• [WORK ITEM]: Return the data below exactly, but only from the line containing "pub fn summed(&self)" through the line containing "impl<'de> Deserialize<'de> for", with both of those lines included.

Collected data
━━━━

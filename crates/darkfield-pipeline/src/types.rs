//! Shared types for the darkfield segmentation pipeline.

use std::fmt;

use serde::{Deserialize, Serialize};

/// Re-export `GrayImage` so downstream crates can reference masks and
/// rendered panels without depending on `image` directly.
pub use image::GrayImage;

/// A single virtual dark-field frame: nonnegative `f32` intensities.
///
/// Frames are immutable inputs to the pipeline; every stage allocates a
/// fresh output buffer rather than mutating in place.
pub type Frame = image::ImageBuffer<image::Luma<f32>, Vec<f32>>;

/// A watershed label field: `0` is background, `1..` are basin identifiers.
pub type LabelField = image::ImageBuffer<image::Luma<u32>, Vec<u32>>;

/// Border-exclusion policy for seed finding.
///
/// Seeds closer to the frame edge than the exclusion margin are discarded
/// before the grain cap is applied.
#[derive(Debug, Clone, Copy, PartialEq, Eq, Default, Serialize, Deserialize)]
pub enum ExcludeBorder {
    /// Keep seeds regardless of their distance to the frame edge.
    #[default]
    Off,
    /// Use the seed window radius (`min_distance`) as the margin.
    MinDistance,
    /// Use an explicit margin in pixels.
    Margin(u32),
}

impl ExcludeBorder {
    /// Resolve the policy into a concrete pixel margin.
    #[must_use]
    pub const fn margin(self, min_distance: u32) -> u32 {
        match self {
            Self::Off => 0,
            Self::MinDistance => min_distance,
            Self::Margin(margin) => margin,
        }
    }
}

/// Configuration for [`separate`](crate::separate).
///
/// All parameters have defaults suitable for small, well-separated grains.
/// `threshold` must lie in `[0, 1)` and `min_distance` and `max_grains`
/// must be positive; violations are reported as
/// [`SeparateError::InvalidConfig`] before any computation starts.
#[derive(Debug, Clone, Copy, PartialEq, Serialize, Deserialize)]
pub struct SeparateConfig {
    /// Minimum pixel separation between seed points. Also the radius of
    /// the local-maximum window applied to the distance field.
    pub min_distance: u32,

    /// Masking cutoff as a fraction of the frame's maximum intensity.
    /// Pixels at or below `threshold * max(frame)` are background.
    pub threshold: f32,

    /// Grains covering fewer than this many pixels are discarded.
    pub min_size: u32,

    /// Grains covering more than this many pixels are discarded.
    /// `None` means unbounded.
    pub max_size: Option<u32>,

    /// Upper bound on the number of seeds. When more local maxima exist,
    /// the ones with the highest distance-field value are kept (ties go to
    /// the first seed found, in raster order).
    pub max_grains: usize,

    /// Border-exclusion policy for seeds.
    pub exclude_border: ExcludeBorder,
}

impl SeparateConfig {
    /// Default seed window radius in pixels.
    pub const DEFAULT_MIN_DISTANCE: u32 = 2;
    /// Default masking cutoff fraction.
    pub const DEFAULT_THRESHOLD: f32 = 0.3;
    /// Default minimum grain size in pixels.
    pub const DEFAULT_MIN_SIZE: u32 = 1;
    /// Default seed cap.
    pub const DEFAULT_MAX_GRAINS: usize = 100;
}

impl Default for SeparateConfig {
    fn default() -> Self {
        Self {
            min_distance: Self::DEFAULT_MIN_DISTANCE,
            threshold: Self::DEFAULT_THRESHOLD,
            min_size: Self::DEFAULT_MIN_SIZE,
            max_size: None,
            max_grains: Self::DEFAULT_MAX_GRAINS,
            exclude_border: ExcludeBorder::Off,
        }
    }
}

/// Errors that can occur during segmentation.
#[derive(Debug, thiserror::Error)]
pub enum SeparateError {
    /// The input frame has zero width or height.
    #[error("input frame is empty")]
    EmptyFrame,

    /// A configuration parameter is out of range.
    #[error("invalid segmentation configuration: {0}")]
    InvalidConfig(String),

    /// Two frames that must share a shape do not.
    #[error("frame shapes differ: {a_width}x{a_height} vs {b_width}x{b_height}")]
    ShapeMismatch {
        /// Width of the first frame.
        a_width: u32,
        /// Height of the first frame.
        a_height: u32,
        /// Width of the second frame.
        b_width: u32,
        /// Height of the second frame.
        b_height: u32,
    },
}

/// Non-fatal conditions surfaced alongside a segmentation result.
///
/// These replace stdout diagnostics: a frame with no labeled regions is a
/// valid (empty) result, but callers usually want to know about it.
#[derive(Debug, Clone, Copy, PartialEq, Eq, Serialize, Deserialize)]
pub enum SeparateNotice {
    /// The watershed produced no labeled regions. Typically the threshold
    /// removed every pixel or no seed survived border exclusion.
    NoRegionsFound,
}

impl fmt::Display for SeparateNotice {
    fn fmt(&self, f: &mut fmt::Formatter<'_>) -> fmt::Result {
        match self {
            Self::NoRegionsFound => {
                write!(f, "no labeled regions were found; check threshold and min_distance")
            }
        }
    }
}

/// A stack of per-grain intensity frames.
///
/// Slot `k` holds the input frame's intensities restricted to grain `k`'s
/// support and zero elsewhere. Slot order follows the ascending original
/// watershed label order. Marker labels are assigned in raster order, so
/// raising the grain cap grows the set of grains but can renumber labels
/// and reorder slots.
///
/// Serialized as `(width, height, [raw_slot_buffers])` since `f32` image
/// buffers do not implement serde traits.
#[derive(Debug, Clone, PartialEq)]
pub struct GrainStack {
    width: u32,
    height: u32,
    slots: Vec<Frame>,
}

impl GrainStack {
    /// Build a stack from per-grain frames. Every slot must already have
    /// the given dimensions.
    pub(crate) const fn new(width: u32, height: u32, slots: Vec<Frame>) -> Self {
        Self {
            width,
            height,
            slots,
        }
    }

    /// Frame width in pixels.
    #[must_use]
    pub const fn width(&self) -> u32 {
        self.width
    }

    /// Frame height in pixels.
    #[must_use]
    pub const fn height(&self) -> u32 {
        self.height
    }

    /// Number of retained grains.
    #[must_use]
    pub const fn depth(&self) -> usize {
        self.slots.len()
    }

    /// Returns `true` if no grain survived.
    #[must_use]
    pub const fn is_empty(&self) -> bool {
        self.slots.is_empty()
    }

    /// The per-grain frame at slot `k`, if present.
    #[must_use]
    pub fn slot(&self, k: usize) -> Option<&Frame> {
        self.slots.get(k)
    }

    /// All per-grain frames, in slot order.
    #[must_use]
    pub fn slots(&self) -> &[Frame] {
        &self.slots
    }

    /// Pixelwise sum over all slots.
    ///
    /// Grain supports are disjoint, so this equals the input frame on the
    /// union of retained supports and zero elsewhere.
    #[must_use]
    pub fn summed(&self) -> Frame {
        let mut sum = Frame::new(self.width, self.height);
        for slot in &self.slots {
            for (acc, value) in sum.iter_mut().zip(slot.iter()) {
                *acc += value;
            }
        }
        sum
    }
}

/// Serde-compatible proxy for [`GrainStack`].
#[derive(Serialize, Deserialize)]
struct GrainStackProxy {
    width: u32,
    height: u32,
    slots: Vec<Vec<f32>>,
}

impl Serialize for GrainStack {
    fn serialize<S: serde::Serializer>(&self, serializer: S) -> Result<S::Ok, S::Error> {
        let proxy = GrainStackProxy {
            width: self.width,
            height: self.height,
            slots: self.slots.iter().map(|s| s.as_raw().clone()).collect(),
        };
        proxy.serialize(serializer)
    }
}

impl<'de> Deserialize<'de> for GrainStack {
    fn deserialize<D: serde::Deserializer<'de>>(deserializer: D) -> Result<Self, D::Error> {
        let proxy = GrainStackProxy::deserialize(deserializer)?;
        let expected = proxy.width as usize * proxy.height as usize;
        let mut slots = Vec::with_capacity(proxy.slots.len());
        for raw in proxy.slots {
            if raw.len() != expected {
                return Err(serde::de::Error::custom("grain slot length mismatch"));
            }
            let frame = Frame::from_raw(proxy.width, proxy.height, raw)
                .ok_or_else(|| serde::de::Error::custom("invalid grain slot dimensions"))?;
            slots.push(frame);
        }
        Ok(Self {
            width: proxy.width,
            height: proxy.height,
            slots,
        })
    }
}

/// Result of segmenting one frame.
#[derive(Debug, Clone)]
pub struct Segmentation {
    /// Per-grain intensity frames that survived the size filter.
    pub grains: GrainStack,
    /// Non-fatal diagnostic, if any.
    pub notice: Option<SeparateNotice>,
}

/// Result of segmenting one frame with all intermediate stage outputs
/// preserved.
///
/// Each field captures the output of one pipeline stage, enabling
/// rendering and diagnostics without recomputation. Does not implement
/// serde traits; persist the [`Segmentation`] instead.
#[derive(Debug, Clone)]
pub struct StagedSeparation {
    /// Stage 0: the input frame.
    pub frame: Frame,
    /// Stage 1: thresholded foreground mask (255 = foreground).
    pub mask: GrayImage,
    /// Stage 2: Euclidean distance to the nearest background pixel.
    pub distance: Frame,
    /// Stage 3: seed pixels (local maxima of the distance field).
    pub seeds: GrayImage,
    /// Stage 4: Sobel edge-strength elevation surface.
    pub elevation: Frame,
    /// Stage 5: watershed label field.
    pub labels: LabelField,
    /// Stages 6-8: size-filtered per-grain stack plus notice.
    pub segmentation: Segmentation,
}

━━━━

• [RESULT FOR THIS TASK]:
    pub fn summed(&self) -> Frame {
        let mut sum = Frame::new(self.width, self.height);
        for slot in &self.slots {
            for (acc, value) in sum.iter_mut().zip(slot.iter()) {
                *acc += value;
            }
        }
        sum
    }
}

/// Serde-compatible proxy for [`GrainStack`].
#[derive(Serialize, Deserialize)]
struct GrainStackProxy {
    width: u32,
    height: u32,
    slots: Vec<Vec<f32>>,
}

impl Serialize for GrainStack {
    fn serialize<S: serde::Serializer>(&self, serializer: S) -> Result<S::Ok, S::Error> {
        let proxy = GrainStackProxy {
            width: self.width,
            height: self.height,
            slots: self.slots.iter().map(|s| s.as_raw().clone()).collect(),
        };
        proxy.serialize(serializer)
    }
}

impl<'de> Deserialize<'de> for GrainStack {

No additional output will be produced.